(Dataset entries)
*****
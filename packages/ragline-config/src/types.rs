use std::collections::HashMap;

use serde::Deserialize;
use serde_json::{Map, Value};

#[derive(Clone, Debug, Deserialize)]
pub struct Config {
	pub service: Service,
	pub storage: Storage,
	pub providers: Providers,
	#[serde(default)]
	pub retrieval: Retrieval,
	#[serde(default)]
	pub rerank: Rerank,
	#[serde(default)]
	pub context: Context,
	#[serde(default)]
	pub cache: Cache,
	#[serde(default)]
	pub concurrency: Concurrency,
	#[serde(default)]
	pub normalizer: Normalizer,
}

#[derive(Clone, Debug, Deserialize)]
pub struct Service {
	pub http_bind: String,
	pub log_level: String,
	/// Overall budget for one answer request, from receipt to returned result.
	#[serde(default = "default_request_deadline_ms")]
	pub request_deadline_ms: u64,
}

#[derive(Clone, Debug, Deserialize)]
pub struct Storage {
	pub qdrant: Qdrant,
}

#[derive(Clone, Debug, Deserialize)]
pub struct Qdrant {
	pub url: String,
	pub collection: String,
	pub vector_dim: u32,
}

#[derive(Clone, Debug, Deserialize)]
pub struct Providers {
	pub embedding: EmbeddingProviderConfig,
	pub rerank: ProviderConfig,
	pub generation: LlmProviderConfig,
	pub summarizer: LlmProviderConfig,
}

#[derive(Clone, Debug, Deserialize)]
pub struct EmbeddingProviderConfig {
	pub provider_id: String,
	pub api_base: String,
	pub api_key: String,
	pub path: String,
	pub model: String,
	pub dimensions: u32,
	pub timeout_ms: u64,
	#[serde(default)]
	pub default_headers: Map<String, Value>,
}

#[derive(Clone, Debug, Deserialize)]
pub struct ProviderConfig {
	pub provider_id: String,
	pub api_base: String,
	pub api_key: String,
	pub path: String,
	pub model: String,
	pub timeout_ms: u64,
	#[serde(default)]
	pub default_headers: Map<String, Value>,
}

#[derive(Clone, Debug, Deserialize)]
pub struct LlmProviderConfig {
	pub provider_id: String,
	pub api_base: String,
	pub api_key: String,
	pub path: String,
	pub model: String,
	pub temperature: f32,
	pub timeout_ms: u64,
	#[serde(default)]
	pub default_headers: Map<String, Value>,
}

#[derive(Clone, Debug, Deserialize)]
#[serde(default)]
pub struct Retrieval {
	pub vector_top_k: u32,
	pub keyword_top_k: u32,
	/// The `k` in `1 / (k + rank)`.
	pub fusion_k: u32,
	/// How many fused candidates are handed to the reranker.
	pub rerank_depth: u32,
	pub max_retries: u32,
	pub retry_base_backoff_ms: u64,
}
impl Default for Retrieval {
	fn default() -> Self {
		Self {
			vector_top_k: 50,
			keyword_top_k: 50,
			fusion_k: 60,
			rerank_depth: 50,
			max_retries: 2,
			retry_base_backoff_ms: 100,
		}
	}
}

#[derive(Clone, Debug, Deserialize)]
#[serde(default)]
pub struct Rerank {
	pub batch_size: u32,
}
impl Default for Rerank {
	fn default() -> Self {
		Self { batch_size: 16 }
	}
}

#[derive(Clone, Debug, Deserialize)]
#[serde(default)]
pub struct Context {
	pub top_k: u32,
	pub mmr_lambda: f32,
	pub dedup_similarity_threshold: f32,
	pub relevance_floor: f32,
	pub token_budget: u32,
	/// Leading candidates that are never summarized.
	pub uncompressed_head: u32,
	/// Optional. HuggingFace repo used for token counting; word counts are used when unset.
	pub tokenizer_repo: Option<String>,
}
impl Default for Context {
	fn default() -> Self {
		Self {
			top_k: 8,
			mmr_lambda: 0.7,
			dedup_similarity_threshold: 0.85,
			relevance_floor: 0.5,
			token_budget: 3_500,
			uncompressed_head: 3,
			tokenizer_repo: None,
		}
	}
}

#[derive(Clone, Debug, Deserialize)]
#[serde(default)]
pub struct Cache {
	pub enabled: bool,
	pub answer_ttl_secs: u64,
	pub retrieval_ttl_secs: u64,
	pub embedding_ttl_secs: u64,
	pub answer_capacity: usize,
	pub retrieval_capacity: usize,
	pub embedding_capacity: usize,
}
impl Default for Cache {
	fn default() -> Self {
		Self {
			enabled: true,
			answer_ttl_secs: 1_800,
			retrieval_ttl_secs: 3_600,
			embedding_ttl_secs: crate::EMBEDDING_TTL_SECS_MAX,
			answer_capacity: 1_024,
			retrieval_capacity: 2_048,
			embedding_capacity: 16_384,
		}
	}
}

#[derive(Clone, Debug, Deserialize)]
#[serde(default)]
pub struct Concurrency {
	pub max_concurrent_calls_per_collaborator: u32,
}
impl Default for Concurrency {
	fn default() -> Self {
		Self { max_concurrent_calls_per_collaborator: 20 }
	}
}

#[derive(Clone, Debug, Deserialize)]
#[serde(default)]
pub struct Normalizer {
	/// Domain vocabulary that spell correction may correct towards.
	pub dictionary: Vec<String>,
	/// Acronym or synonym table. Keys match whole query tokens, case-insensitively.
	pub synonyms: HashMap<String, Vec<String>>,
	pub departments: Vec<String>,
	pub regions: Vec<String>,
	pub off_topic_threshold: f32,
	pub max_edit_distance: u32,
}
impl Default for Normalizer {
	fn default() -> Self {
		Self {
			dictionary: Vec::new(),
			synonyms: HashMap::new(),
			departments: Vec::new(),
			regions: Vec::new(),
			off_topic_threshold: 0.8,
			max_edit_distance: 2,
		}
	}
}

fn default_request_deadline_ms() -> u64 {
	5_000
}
*****
## Goal of the exercise
If a line of the data above contains "that", copy it out.

## Result
	/// Leading candidates that are never summarized.
	/// Domain vocabulary that spell correction may correct towards.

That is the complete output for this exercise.